*** Data records ***
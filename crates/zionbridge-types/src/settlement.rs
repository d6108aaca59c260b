//! # Settlement: one cross-ledger payment attempt
//!
//! A `Settlement` records a single attempt to move value between the ZION
//! ledger and a Lightning channel. It is the unit of crash recovery: every
//! state transition is persisted *before* the external call it licenses, so
//! a crash between "decided" and "executed" is resumable from the record.
//!
//! ## State Machine
//!
//! ```text
//!                 outbound (LedgerToChannel)        inbound (ChannelToLedger)
//!
//!   CREATED ──reserve──▶ LEDGER_RESERVED     CREATED ──invoice paid──▶ CHANNEL_SETTLED
//!      │                      │                 │                          │
//!      │ validation/cancel    │ pay settled     │ validation/cancel        │ credit applied
//!      ▼                      ▼                 ▼                          ▼
//!   FAILED             CHANNEL_SETTLED       FAILED                 LEDGER_SETTLED
//!                        │         │                                       │
//!            debit applied         │ leg rejected repeatedly               ▼
//!                        ▼         ▼                                  COMPLETED
//!                  COMPLETED   COMPENSATING ──fence──▶ COMPENSATED
//! ```
//!
//! Transitions are **monotonic**: no state is ever re-entered, and no
//! transition skips a required step. `Completed`, `Compensated`, and
//! `Failed` are terminal. Records are never deleted; the store is an
//! append-only audit trail.

use chrono::{DateTime, Utc};
use serde::{Deserialize, Serialize};

use crate::{AccountId, PaymentHash, SettlementId};

/// Which leg is the source of funds.
#[derive(Debug, Clone, Copy, PartialEq, Eq, Hash, Serialize, Deserialize)]
pub enum Direction {
    /// A ZION account funds an outbound Lightning payment.
    LedgerToChannel,
    /// An inbound Lightning payment credits a ZION account.
    ChannelToLedger,
}

impl std::fmt::Display for Direction {
    fn fmt(&self, f: &mut std::fmt::Formatter<'_>) -> std::fmt::Result {
        match self {
            Self::LedgerToChannel => write!(f, "ledger_to_channel"),
            Self::ChannelToLedger => write!(f, "channel_to_ledger"),
        }
    }
}

/// The lifecycle state of a settlement.
#[derive(Debug, Clone, Copy, PartialEq, Eq, Hash, Serialize, Deserialize)]
pub enum SettlementState {
    /// Record persisted; no external mutation has been licensed yet.
    Created,
    /// Outbound only: the reservation is durably recorded and re-validated;
    /// the Lightning payment may now be attempted.
    LedgerReserved,
    /// The irreversible Lightning leg has settled. From here the settlement
    /// **must** run to `Completed` or `Compensated`; cancellation is no
    /// longer honored.
    ChannelSettled,
    /// Inbound only: the ledger credit has been applied, not yet finalized.
    LedgerSettled,
    /// Both legs durably applied. Terminal.
    Completed,
    /// The counterpart leg was rejected repeatedly after the Lightning leg
    /// settled; the sweeper will fence it. Never surfaced to the caller as
    /// an error.
    Compensating,
    /// The executed leg is accounted for and the counterpart leg was never,
    /// and will never be, applied. The account sits at its pre-attempt
    /// balance. Terminal.
    Compensated,
    /// No irreversible leg ran (or validation rejected the intent). Terminal.
    Failed,
}

impl SettlementState {
    /// Whether this state ends the settlement's lifecycle.
    #[must_use]
    pub fn is_terminal(&self) -> bool {
        matches!(self, Self::Completed | Self::Compensated | Self::Failed)
    }

    /// Can this settlement transition to the given target state?
    ///
    /// This is the single source of truth for the state machine; the store
    /// rejects any update that is not in this table.
    #[must_use]
    pub fn can_transition_to(&self, target: Self) -> bool {
        matches!(
            (self, target),
            (Self::Created, Self::LedgerReserved)
                | (Self::Created, Self::ChannelSettled)
                | (Self::Created, Self::Failed)
                | (Self::LedgerReserved, Self::ChannelSettled)
                | (Self::LedgerReserved, Self::Failed)
                | (Self::ChannelSettled, Self::Completed)
                | (Self::ChannelSettled, Self::LedgerSettled)
                | (Self::ChannelSettled, Self::Compensating)
                | (Self::LedgerSettled, Self::Completed)
                | (Self::Compensating, Self::Compensated)
        )
    }
}

impl std::fmt::Display for SettlementState {
    fn fmt(&self, f: &mut std::fmt::Formatter<'_>) -> std::fmt::Result {
        match self {
            Self::Created => write!(f, "CREATED"),
            Self::LedgerReserved => write!(f, "LEDGER_RESERVED"),
            Self::ChannelSettled => write!(f, "CHANNEL_SETTLED"),
            Self::LedgerSettled => write!(f, "LEDGER_SETTLED"),
            Self::Completed => write!(f, "COMPLETED"),
            Self::Compensating => write!(f, "COMPENSATING"),
            Self::Compensated => write!(f, "COMPENSATED"),
            Self::Failed => write!(f, "FAILED"),
        }
    }
}

/// One cross-ledger payment attempt.
#[derive(Debug, Clone, Serialize, Deserialize)]
pub struct Settlement {
    /// Globally unique identifier, assigned at creation, immutable.
    pub id: SettlementId,
    /// Which leg is the source of funds.
    pub direction: Direction,
    /// Amount in the smallest shared unit. Positive; immutable once created.
    pub amount: u64,
    /// The ZION account being debited (outbound) or credited (inbound).
    pub ledger_account: AccountId,
    /// The BOLT-11 payment request. Caller-supplied for outbound; generated
    /// by the bridge for inbound (absent until created).
    pub invoice: Option<String>,
    /// Derived from the invoice; idempotency key for the Lightning leg.
    pub payment_hash: Option<PaymentHash>,
    /// Current lifecycle state.
    pub state: SettlementState,
    /// Present only for Failed (and recorded when entering Compensating).
    pub failure_reason: Option<String>,
    pub created_at: DateTime<Utc>,
    pub updated_at: DateTime<Utc>,
}

impl Settlement {
    /// Create a new settlement record in `Created` state.
    #[must_use]
    pub fn new(direction: Direction, amount: u64, ledger_account: AccountId) -> Self {
        let now = Utc::now();
        Self {
            id: SettlementId::new(),
            direction,
            amount,
            ledger_account,
            invoice: None,
            payment_hash: None,
            state: SettlementState::Created,
            failure_reason: None,
            created_at: now,
            updated_at: now,
        }
    }

    /// Attach the invoice and its payment hash (builder style, pre-create).
    #[must_use]
    pub fn with_invoice(mut self, invoice: impl Into<String>, hash: PaymentHash) -> Self {
        self.invoice = Some(invoice.into());
        self.payment_hash = Some(hash);
        self
    }

    #[must_use]
    pub fn is_terminal(&self) -> bool {
        self.state.is_terminal()
    }

    /// Whether the caller may still cancel: only before the irreversible
    /// Lightning leg, i.e. in `Created` or `LedgerReserved`.
    #[must_use]
    pub fn is_cancellable(&self) -> bool {
        matches!(
            self.state,
            SettlementState::Created | SettlementState::LedgerReserved
        )
    }

    /// How long since the record was last touched.
    #[must_use]
    pub fn age_since_update(&self, now: DateTime<Utc>) -> chrono::Duration {
        now - self.updated_at
    }
}

/// Dummy settlement for testing. **Never use in production.**
#[cfg(any(test, feature = "test-helpers"))]
impl Settlement {
    /// Create a dummy outbound settlement with a random payment hash.
    pub fn dummy(amount: u64, account: &str) -> Self {
        let hash = PaymentHash::from_bytes(rand::random::<[u8; 32]>());
        Self::new(Direction::LedgerToChannel, amount, AccountId::new(account))
            .with_invoice(format!("lnzb1:{amount}:{hash}"), hash)
    }
}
***
* Problem to solve: Report each line of the material above where the word "enum" appears.

* Response box:
pub enum Direction {
pub enum SettlementState {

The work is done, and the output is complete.